Association of Vitamin B12, Lactate Dehydrogenase, and Regulation of NF-κB in the Mitigation of Sodium Arsenite-Induced ROS Generation in Uterine Tissue by Commercially Available Probiotics

Abstract

Managing arsenic intoxication with conventional metal chelators is a global challenge. The present study demonstrated the therapeutic role of probiotics against arsenic-induced oxidative stress and female reproductive dysfunction. Sodium arsenite-treated (1.0 mg/100 g body weight) Wistar female rats were followed up by a post-treatment of commercially available probiotic mixture in powder form (0.25 mg/100 g body weight) orally.
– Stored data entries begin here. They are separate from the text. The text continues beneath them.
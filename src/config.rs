// Copyright 2025 RustFS Team
//
// Licensed under the Apache License, Version 2.0 (the "License");
// you may not use this file except in compliance with the License.
// You may obtain a copy of the License at
//
//     http://www.apache.org/licenses/LICENSE-2.0
//
// Unless required by applicable law or agreed to in writing, software
// distributed under the License is distributed on an "AS IS" BASIS,
// WITHOUT WARRANTIES OR CONDITIONS OF ANY KIND, either express or implied.
// See the License for the specific language governing permissions and
// limitations under the License.

use crate::operator::{DEFAULT_CUSTOM_RULE_GROUP, DEFAULT_RULES_NAMESPACE, OperatorOptions};
use crate::rules::duration;
use crate::rules::retry::RetryConfig;
use crate::rules::ruler::{DEFAULT_MAX_RESOURCE_SIZE, RulerOptions};
use clap::Args;
use std::collections::BTreeMap;
use std::time::Duration;

/// Options of the `server` command.
#[derive(Args, Clone, Debug)]
pub struct ServerArgs {
    /// Port the HTTP API listens on.
    #[arg(long, default_value_t = 8080)]
    pub port: u16,

    /// Prometheus serving the builtin rules.
    #[arg(
        long,
        default_value = "http://prometheus-operated.kubesphere-monitoring-system.svc:9090"
    )]
    pub prometheus_endpoint: String,

    /// Thanos Ruler evaluating custom rules. Custom rule APIs are disabled
    /// when empty.
    #[arg(
        long,
        default_value = "http://thanos-ruler-operated.kubesphere-monitoring-system.svc:10902"
    )]
    pub thanos_ruler_endpoint: String,

    /// Namespace of the engines, the builtin rules and cluster level rules.
    #[arg(long, default_value = DEFAULT_RULES_NAMESPACE)]
    pub monitoring_namespace: String,

    /// Prometheus resource to use; the first one by name otherwise.
    #[arg(long)]
    pub prometheus_name: Option<String>,

    /// ThanosRuler resource to use; the first one by name otherwise.
    #[arg(long)]
    pub thanos_ruler_name: Option<String>,

    /// Labels of resources created for custom rules, as `k=v,k=v`.
    #[arg(
        long,
        default_value = "thanosruler=thanos-ruler,role=thanos-alerting-rules",
        value_parser = parse_labels
    )]
    pub custom_rule_resource_labels: BTreeMap<String, String>,

    #[arg(long, default_value = DEFAULT_CUSTOM_RULE_GROUP)]
    pub custom_rule_group: String,

    /// Upper bound on the serialized rules of one resource, in bytes.
    #[arg(long, default_value_t = DEFAULT_MAX_RESOURCE_SIZE)]
    pub max_resource_size: usize,

    /// Attempts per write that loses an update race.
    #[arg(long, default_value_t = 5)]
    pub conflict_retries: usize,

    /// Deadline of a whole API request.
    #[arg(long, default_value = "30s", value_parser = parse_duration)]
    pub request_timeout: Duration,

    /// Deadline of one rules endpoint query.
    #[arg(long, default_value = "10s", value_parser = parse_duration)]
    pub query_timeout: Duration,
}

impl ServerArgs {
    pub fn operator_options(&self) -> OperatorOptions {
        OperatorOptions {
            rules_namespace: self.monitoring_namespace.clone(),
            custom_rule_group: self.custom_rule_group.clone(),
            custom_rule_resource_labels: self.custom_rule_resource_labels.clone(),
        }
    }

    pub fn ruler_options(&self) -> RulerOptions {
        RulerOptions {
            max_resource_size: self.max_resource_size,
            retry: RetryConfig {
                steps: self.conflict_retries.max(1),
                ..Default::default()
            },
        }
    }
}

fn parse_labels(raw: &str) -> Result<BTreeMap<String, String>, String> {
    raw.split(',')
        .map(str::trim)
        .filter(|pair| !pair.is_empty())
        .map(|pair| match pair.split_once('=') {
            Some((k, v)) if !k.trim().is_empty() => Ok((k.trim().to_string(), v.trim().to_string())),
            _ => Err(format!("label {pair:?} is not of the form key=value")),
        })
        .collect()
}

fn parse_duration(raw: &str) -> Result<Duration, String> {
    duration::parse(raw)
        .map(Duration::from_millis)
        .map_err(|e| e.to_string())
}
Rats that experienced arsenic ingestion showed a significant lessening in the activities of uterine superoxide dismutase (SOD), catalase activities, and the level of non-protein soluble thiol (NPSH) with a concomitant increase in malondialdehyde (MDA) and conjugated dienes (CD). Exposure to arsenic significantly lowered the levels of vitamin B₁₂ and estradiol. Exposure to arsenic highly expressed the inflammatory marker and transcription factor NF-κB. Arsenic-mediated instability of these above parameters was controlled by the probiotics with a rebuilding of better function of anti-oxidant components. Besides its function in regulating endogenous anti-oxidant system, probiotics were able to augment the protection against mutagenic uterine DNA-breakage, necrosis, and ovarian-uterine tissue damages in arsenicated rats.

Keywords: Anti-oxidant system; DNA-breakage; Oxidative stress; Probiotics; Sodium arsenite.